Свой путь мыслителя Герцен начал поисками идеала — и обрел его в развитой форме социализма, зародыш коей существовал, по его суждению, в русской крестьянской общине. Однако Герцен утверждал: ни этот, ни какой-либо иной идеал не представляют собой единого и общеприемлемого решения задач общественной жизни, поскольку поиск подобного решения просто несовместим с уважением к людской свободе. Герцен винил современников-революционеров в консерватизме, в нежелании выступить против общего источника всех видов политического гнета — тиранической власти отвлеченных понятий над личностью. Нападки Герцена на детерминистскую философию прогресса, говорит Берлин, обнаруживали провидческое понимание того, что «один из тягчайших грехов, которые вообще способно совершить любое человеческое существо, именуется стремлением переложить нравственную ответственность со своих собственных плеч на плечи непредсказуемого грядущего порядка вещей»[24], освятить чудовищные злодеяния верой в некую маячащую вдалеке Утопию.

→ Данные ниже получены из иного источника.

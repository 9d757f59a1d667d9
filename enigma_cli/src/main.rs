use std::fs;
use std::io::Read;
use std::path::PathBuf;

use clap::{Parser, Subcommand};
use strum::IntoEnumIterator;
use tracing_subscriber::EnvFilter;

use enigma::{catalog, char_to_index, index_to_char, Machine, Settings, WheelSet};

#[derive(thiserror::Error)]
enum Error {
    #[error("io error: {0}")]
    Io(#[from] std::io::Error),

    #[error("settings file: {0}")]
    Json(#[from] serde_json::Error),

    #[error("enum conversion: {0}")]
    Strum(#[from] strum::ParseError),

    #[error(transparent)]
    Engine(#[from] enigma::Error),

    #[error("settings file already exists: {0:?}")]
    Exists(PathBuf),

    #[error("settings are not valid for encipher mode")]
    InvalidConfig,
}

impl std::fmt::Debug for Error {
    fn fmt(&self, f: &mut std::fmt::Formatter<'_>) -> std::fmt::Result {
        std::fmt::Display::fmt(self, f)
    }
}

#[derive(Parser, Debug)]
struct ActionWheels {
    /// Wheel set to list (Commercial, Rocket, SwissK, M3, M4). Lists every
    /// set when omitted
    #[arg(short, long)]
    set: Option<String>,
}

#[derive(Parser, Debug)]
struct ActionReflectors {}

#[derive(Parser, Debug)]
struct ActionInit {
    /// Settings file to create
    #[arg(index = 1)]
    settings: PathBuf,
}

#[derive(Parser, Debug)]
struct ActionEncipher {
    /// Settings file
    #[arg(index = 1)]
    settings: PathBuf,

    /// Text to encipher. Reads stdin when omitted
    #[arg(index = 2)]
    text: Option<String>,

    /// Show the per-stage signal path of every keystroke
    #[arg(short, long, default_value = "false")]
    trace: bool,
}

#[derive(Subcommand, Debug)]
enum Action {
    /// List catalog wheels
    Wheels(ActionWheels),
    /// List reflector choices
    Reflectors(ActionReflectors),
    /// Write a default settings file
    Init(ActionInit),
    /// Encipher text, saving the advanced rotor offsets back to the
    /// settings file
    Encipher(ActionEncipher),
}

#[derive(Parser, Debug)]
#[command(author, version)]
struct Args {
    #[command(subcommand)]
    action: Action,
}

fn main() -> Result<(), Error> {
    let args = Args::parse();

    match args.action {
        Action::Wheels(args) => wheels(args),
        Action::Reflectors(args) => reflectors(args),
        Action::Init(args) => init(args),
        Action::Encipher(args) => encipher(args),
    }
}

fn wheels(args: ActionWheels) -> Result<(), Error> {
    let sets: Vec<WheelSet> = match args.set {
        Some(name) => vec![name.parse()?],
        None => WheelSet::iter().collect(),
    };

    for set in sets {
        println!("{set}:");
        for wheel in catalog().wheels(set) {
            println!(
                "  {:<18} {}  turnover {:<2}  {} {}",
                wheel.id(),
                wheel.cipher(),
                wheel.turnover_letters(),
                wheel.name(),
                wheel.date(),
            );
        }
    }
    Ok(())
}

fn reflectors(_args: ActionReflectors) -> Result<(), Error> {
    for id in catalog().reflector_ids() {
        println!("{id}");
    }
    Ok(())
}

fn init(args: ActionInit) -> Result<(), Error> {
    if args.settings.exists() {
        return Err(Error::Exists(args.settings));
    }
    fs::write(
        &args.settings,
        serde_json::to_string_pretty(&Settings::default())?,
    )?;
    Ok(())
}

fn encipher(args: ActionEncipher) -> Result<(), Error> {
    let settings: Settings = serde_json::from_str(&fs::read_to_string(&args.settings)?)?;

    let filter = if args.trace || settings.show_steps {
        EnvFilter::new("enigma=debug")
    } else {
        EnvFilter::from_default_env()
    };
    tracing_subscriber::fmt()
        .with_env_filter(filter)
        .with_target(false)
        .with_writer(std::io::stderr)
        .init();

    let mut machine = Machine::new();
    settings.push(&mut machine)?;
    if !machine.is_encipher() && !machine.set_encipher(true)? {
        return Err(Error::InvalidConfig);
    }

    let text = match args.text {
        Some(text) => text,
        None => {
            let mut buf = String::new();
            std::io::stdin().read_to_string(&mut buf)?;
            buf
        }
    };

    let mut output = String::with_capacity(text.len());
    for c in text.chars() {
        match char_to_index(c) {
            Some(index) => output.push(index_to_char(machine.translate(index)?)),
            None => output.push(c),
        }
    }
    println!("{output}");

    // Persist the advanced offsets so the next run continues the stream.
    fs::write(
        &args.settings,
        serde_json::to_string_pretty(&machine.settings())?,
    )?;
    Ok(())
}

Берлин представляет злополучие Герцена чем-то вполне вписывающимся в нашу современность. Герцен разрывался между противоречивыми, но одинаково ценными понятиями равенства и превосходства; он признавал несправедливым наличие элиты, но ценил умственную и нравственную свободу, эстетическую утонченность и избранничество истинной аристократии. Но даже отказываясь, в отличие от прочих русских идейных вождей левого толка, принести превосходство в жертву равенству, он, вместе с Джоном Стюартом Миллем, уже понимал нечто, в наши дни сделавшееся гораздо яснее: среднее арифметическое меж этими двумя понятиями — представляемое ныне «массовыми обществами» — не вбирает в себя наилучшие свойства обоих понятий, но куда чаще, по Миллевским словам, являет некую эстетически и этически мерзостную «всеобщую посредственность»2, растворение личности в массе. Языком, не менее живым и сочным, чем язык самого Герцена, сэр Исайя поведал англоязычному читателю суть самобытной герценовской убежденности в том, что нет общих решений для задач отдельных и особых — только временные выходы из положения, кои должно искать, руководясь обостренным чувством неповторимости, присущей любым историческим обстоятельствам, и отзывчивостью к нуждам и потребностям разных личностей и разных народов.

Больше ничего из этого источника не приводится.